It’s not me, it’s you

I’ve written a few times about the interpersonal training component of the graduate program I completed.  For the past few months I’ve been trying to track down the term for a particular concept we learned about.

The basic idea that I could remember was that are likely to attribute someone else’s behavior to their personality type (which is often a harsh judgment) while we are more likely to attribute our own behavior to the situation we are in (which is often a more permissive judgment).  But I was hazy on the details.

I googled and searched and read through lists of logical fallacies and personality attributes and *finally* I found what I was looking for.

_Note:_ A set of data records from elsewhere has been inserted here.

pub mod model;
pub mod sets_and_parameters;

pub use model::{FlowResult, FlowSolver, Variables};
pub use sets_and_parameters::{Parameters, Sets};
#[cfg(feature = "gurobi")]
pub mod gurobi;
pub mod simplex;

use derive_more::Display;
use serde::Serialize;
use std::ops::Range;

#[cfg(feature = "gurobi")]
pub use gurobi::GurobiModel;
pub use simplex::SimplexModel;

/// The relation between the left and right hand side of a constraint
#[derive(Debug, Display, Clone, Copy, PartialEq, Eq)]
pub enum Sense {
    #[display(fmt = "<=")]
    Le,
    #[display(fmt = ">=")]
    Ge,
    #[display(fmt = "==")]
    Eq,
}

/// The outcome of a call to [`LpModel::optimize`]
#[derive(Debug, Display, Clone, PartialEq, Eq, Serialize)]
#[serde(tag = "status", content = "detail", rename_all = "snake_case")]
pub enum SolveStatus {
    Optimal,
    Infeasible,
    Unbounded,
    /// The solver stopped without proving optimality, e.g. due to a limit
    #[display(fmt = "NotOptimal({})", _0)]
    NotOptimal(String),
}

impl SolveStatus {
    pub fn is_optimal(&self) -> bool {
        matches!(self, SolveStatus::Optimal)
    }
}

/// A failure of the solver itself, as opposed to an infeasible or unbounded model
#[derive(Debug, Display, Clone, PartialEq)]
pub enum SolverError {
    #[display(fmt = "solver backend error: {}", _0)]
    Backend(String),
    /// A variable handle that does not belong to the model
    #[display(fmt = "unknown variable {}", _0)]
    UnknownVariable(usize),
    #[display(fmt = "the '{}' backend is not available in this build", _0)]
    Unavailable(String),
}

impl std::error::Error for SolverError {}

pub type Result<T> = std::result::Result<T, SolverError>;

/// A linear term `coefficient * variable`
pub type Term<V> = (V, f64);

/// A linear program under construction, and later its solution.
///
/// Models always minimize their objective.
pub trait LpModel {
    /// A handle to a decision variable of this model
    type Var: Copy;

    /// Add a continuous variable with the given bounds and objective coefficient.
    fn add_var(&mut self, name: &str, obj: f64, bounds: Range<f64>) -> Result<Self::Var>;

    /// Add the constraint `sum(terms) <sense> rhs`. Every variable may appear at most once in `terms`.
    fn add_constr(&mut self, name: &str, terms: &[Term<Self::Var>], sense: Sense, rhs: f64)
        -> Result<()>;

    /// Replace the objective with `sum(terms)`.
    fn set_objective(&mut self, terms: &[Term<Self::Var>]) -> Result<()>;

    /// Solve the model. A non-optimal outcome is reported through the status, not as an error.
    fn optimize(&mut self) -> Result<SolveStatus>;

    /// The value of `var` in the last solution, if there is one.
    fn value(&self, var: Self::Var) -> Option<f64>;

    /// The objective value of the last solution, if there is one.
    fn objective_value(&self) -> Option<f64>;

    fn num_vars(&self) -> usize;

    fn num_constrs(&self) -> usize;
}

/// The solvers that can be selected at run time
#[derive(Debug, Display, Clone, Copy, PartialEq, Eq, clap::ArgEnum)]
pub enum Backend {
    /// Pure Rust simplex solver
    #[display(fmt = "simplex")]
    Simplex,
    /// Gurobi, requires the `gurobi` feature
    #[display(fmt = "gurobi")]
    Gurobi,
}

impl Default for Backend {
    fn default() -> Self {
        Backend::Simplex
    }
}

/// A non-negative continuous variable
pub fn non_negative() -> Range<f64> {
    0.0..f64::INFINITY
}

It’s called actor-observer asymmetry.  Wikipedia explains (citations removed), “Actor–observer asymmetry…explains the errors that one makes when forming attributions about the behavior of others. When people judge their own behavior…they are more likely to attribute their actions to the particular situation than to a generalization about their personality. Yet when an observer is explaining the behavior of another person…they are more likely to attribute this behavior to the actors’s overall disposition rather than to situational factors.”

One example of this that I remember from school is to think about someone in a work setting rudely shooting down a colleague’s idea.  If this person is you, you might explain it as “maybe she was having a bad day” or “she was frustrated by the long meeting they had been in.”  Those are considered “situational” reasons.  If the person in the story is someone else, you would be more likely to attribute the behavior to “he’s just like that” or “he’s always kind of a jerk.”  Those are considered “dispositional” reasons.

What we were encouraged to learn from understanding this phenomenon was that you never know what is going on in someone else’s life.  A colleague may snap at you, or be short, or belittle your ideas, but it might not be because of a deep-seeded lack of respect for you (the dispositional reason), it might because they had a fight with their son before work (the situational reason).

Interpreted this way, it’s a call for compassion at work, a reminder of which I can certainly use every so Positive reinforcement word Compassion engrained in a rockoften. The idea is that if you can overcome this “asymmetry,” that is, look at your colleagues behavior through the lens of situational root cause rather than dispositional root cause, you can be more effective in interacting with them.

At my last job, I had a sign at my desk that said, “Be kind; Everyone you meet is fighting a hard battle.”  (Total aside, but this phrase, one of my favorites, has a fascinating history.)

This is not to say, “Be meek.”  When Microsoft’s CEO is urging women to let karma negotiate their salary, it’s not the time to be meek.  There are toxic people, toxic organizations, and just because you’re paranoid doesn’t mean that colleague isn’t out to get you.  But that does not mean that we cannot start from a place of being kind in the workplace.

Interestingly, after I graduated from my Masters program, a meta-analysis of psychological research determined that this phenomenon didn’t actually exist – at least not how it had been formulated.  There’s now a more complex theory evolving that suggests that people do describe their behaviors differently than those of others, but in some different ways.

That aside, I do come back to the core thing that I learned from this concept: that of compassion at work.